No dia da entrevista ele nos mostra uma caixa que foi encontrada na hora da triagem com, pelo menos, 15 agulhas – uma delas até tem vestígios de sangue – junto a algodões e algumas embalagens de remédio. Provavelmente se tratam de seringas que eram utilizadas por uma pessoa diabética para injetar insulina, mas não tem como ter certeza disso.

“As duas situações nos preocupam, mas a das agulhas em maior escala, até porque parece que esses “acidentes” têm se tornado ainda mais frequentes aqui. Quando aconteceu o caso com a Janaína decidimos tomar uma medida mais eficiente e trocas as luvas dos funcionários. Antes elas eram de tecido, agora são emborrachas e mais grossas. Não garantem que esses problemas deixem de acontecer, mas sem dúvida diminuem os riscos”, explica.

Instrução e auxílio

Sperber garante que todos os 34 funcionários são instruídos a, em qualquer situação de risco, comunicarem imediatamente o setor administrativo do Aterro para que as medidas sejam tomadas.

“Há pessoas que já se picaram com agulhas na triagem e nem sequer nos falaram. É preciso reforçar o alto nível de risco que situações assim desencadeiam, porque nem todos têm noção disso”, diz.

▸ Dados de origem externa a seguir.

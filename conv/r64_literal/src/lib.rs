//! Structural parser for decimal numerals.
//!
//! A numeral such as `-012.3400e+07` is segmented into byte spans: sign,
//! integral digits (with their leading-zero prefix), radix point, fractional
//! digits (with their trailing-zero suffix), and an exponent part. No
//! arithmetic happens here; the spans drive all downstream digit
//! accumulation, so the parser records exactly where the significant digits
//! live.

use r64_errors::ConversionError;
use r64_utils::Span;

/// A digit run together with its zero-run sub-span.
///
/// For integral and exponent digits `zeroes` is the leading-zero prefix
/// (possibly covering the whole run); for fractional digits it is the
/// trailing-zero suffix.
#[derive(Debug, Clone, Copy, PartialEq, Eq)]
pub struct Digits {
    pub span: Span,
    pub zeroes: Span,
}

impl Digits {
    /// count of digits outside the zero run
    #[must_use]
    pub fn significant(&self) -> usize {
        self.span.length - self.zeroes.length
    }
}

#[derive(Debug, Clone, Copy, PartialEq, Eq)]
pub struct Significand {
    /// optional `+`/`-`, length 0 or 1
    pub sign: Span,
    pub integral: Digits,
    /// optional `.`, length 0 or 1
    pub radix_point: Span,
    pub fractional: Digits,
}

#[derive(Debug, Clone, Copy, PartialEq, Eq)]
pub struct Exponent {
    /// the `e`, `E` or `^` byte
    pub marker: Span,
    /// optional `+`/`-`, length 0 or 1
    pub sign: Span,
    pub integral: Digits,
}

#[derive(Debug, Clone, Copy, PartialEq, Eq)]
pub struct NumberLiteral {
    pub significand: Significand,
    pub exponent: Option<Exponent>,
}

impl NumberLiteral {
    /// whether the significand carries a `-` sign
    #[must_use]
    pub fn is_negative(&self, bytes: &[u8]) -> bool {
        self.significand.sign.of(bytes) == b"-"
    }

    /// total count of significant digits: integral digits minus leading
    /// zeroes, plus fractional digits minus trailing zeroes
    #[must_use]
    pub fn significant_digits(&self) -> usize {
        self.significand.integral.significant() + self.significand.fractional.significant()
    }

    /// integral digits with the leading-zero prefix stripped
    #[must_use]
    pub fn integral_digits(&self) -> Span {
        let d = &self.significand.integral;
        Span::new(d.zeroes.end(), d.span.end() - d.zeroes.end())
    }

    /// the full fractional digit run, trailing zeroes included
    #[must_use]
    pub fn fractional_digits(&self) -> Span {
        self.significand.fractional.span
    }
}

fn is_digit(b: u8) -> bool {
    (b'0'..=b'9').contains(&b)
}

fn scan_sign(bytes: &[u8], pos: &mut usize) -> Span {
    match bytes.get(*pos) {
        Some(b'+') | Some(b'-') => {
            *pos += 1;
            Span::new(*pos - 1, 1)
        }
        _ => Span::empty(*pos),
    }
}

fn scan_digits(bytes: &[u8], pos: &mut usize) -> Span {
    let start = *pos;
    while let Some(&b) = bytes.get(*pos) {
        if !is_digit(b) {
            break;
        }
        *pos += 1;
    }
    Span::new(start, *pos - start)
}

fn leading_zeroes(bytes: &[u8], run: Span) -> Span {
    let mut length = 0;
    while length < run.length && bytes[run.start + length] == b'0' {
        length += 1;
    }
    Span::new(run.start, length)
}

fn trailing_zeroes(bytes: &[u8], run: Span) -> Span {
    let mut length = 0;
    while length < run.length && bytes[run.end() - 1 - length] == b'0' {
        length += 1;
    }
    Span::new(run.end() - length, length)
}

/// Segments `bytes` into a [`NumberLiteral`].
///
/// Fails with [`ConversionError::Syntax`] when the numeral is empty, when a
/// mandatory digit run is missing (a bare `.`, or an exponent marker with no
/// digits), or when bytes remain after all recognized fields.
pub fn parse(bytes: &[u8]) -> Result<NumberLiteral, ConversionError> {
    let mut pos = 0;

    let sign = scan_sign(bytes, &mut pos);

    let integral_run = scan_digits(bytes, &mut pos);
    let integral = Digits {
        span: integral_run,
        zeroes: leading_zeroes(bytes, integral_run),
    };

    let radix_point = match bytes.get(pos) {
        Some(b'.') => {
            pos += 1;
            Span::new(pos - 1, 1)
        }
        _ => Span::empty(pos),
    };

    let fractional_run = if radix_point.is_empty() {
        Span::empty(pos)
    } else {
        scan_digits(bytes, &mut pos)
    };
    let fractional = Digits {
        span: fractional_run,
        zeroes: trailing_zeroes(bytes, fractional_run),
    };

    // digits are required on at least one side of the radix point
    if integral.span.is_empty() && fractional.span.is_empty() {
        return Err(ConversionError::Syntax);
    }

    let exponent = match bytes.get(pos) {
        Some(b'e') | Some(b'E') | Some(b'^') => {
            let marker = Span::new(pos, 1);
            pos += 1;
            let exponent_sign = scan_sign(bytes, &mut pos);
            let run = scan_digits(bytes, &mut pos);
            if run.is_empty() {
                return Err(ConversionError::Syntax);
            }
            Some(Exponent {
                marker,
                sign: exponent_sign,
                integral: Digits {
                    span: run,
                    zeroes: leading_zeroes(bytes, run),
                },
            })
        }
        _ => None,
    };

    if pos != bytes.len() {
        return Err(ConversionError::Syntax);
    }

    Ok(NumberLiteral {
        significand: Significand {
            sign,
            integral,
            radix_point,
            fractional,
        },
        exponent,
    })
}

Como exemplo ele retoma o caso de Janaína, uma situação que o deixou comovido. “É o lado humano. Você não tem como obrigar ninguém a tomar o coquetel, obviamente. Mas a situação dela foi realmente difícil, algo que só aconteceu pelo desconhecimento, ou ainda, desleixo de outras pessoas”, desabafa.

Sperber ainda denuncia que há diversas caixas de remédios, ainda fechadas e dentro do prazo de validade, que foram fornecidas pelo poder público e encontradas no lixo pelo pessoal que faz a triagem.

“Há outras pessoas que precisam desses remédios. São medicamentos caros, que muitos não têm condições de comprar e estão ali, no lixo. Não adianta as pessoas reclamarem que a saúde não funciona e ter esses tipos de atitude, afinal, o exemplo começa pela gente mesmo”, pontua.

Os riscos

·         O risco de infecção por HIV pós-exposição ocupacional percutânea com sangue contaminado é de aproximadamente 0,3% e, após exposição de mucosa, aproximadamente 0,09%;

·         No caso de exposição ocupacional ao vírus da hepatite B (HBV), o risco de infecção varia de seis a 30%, podendo chegar até a 60%, dependendo do estado do paciente-fonte, entre outros fatores;

·         Quanto ao vírus da hepatite C (HCV), o risco de transmissão ocupacional após um acidente percutâneo com paciente-fonte HCV positivo é de aproximadamente 1,8%.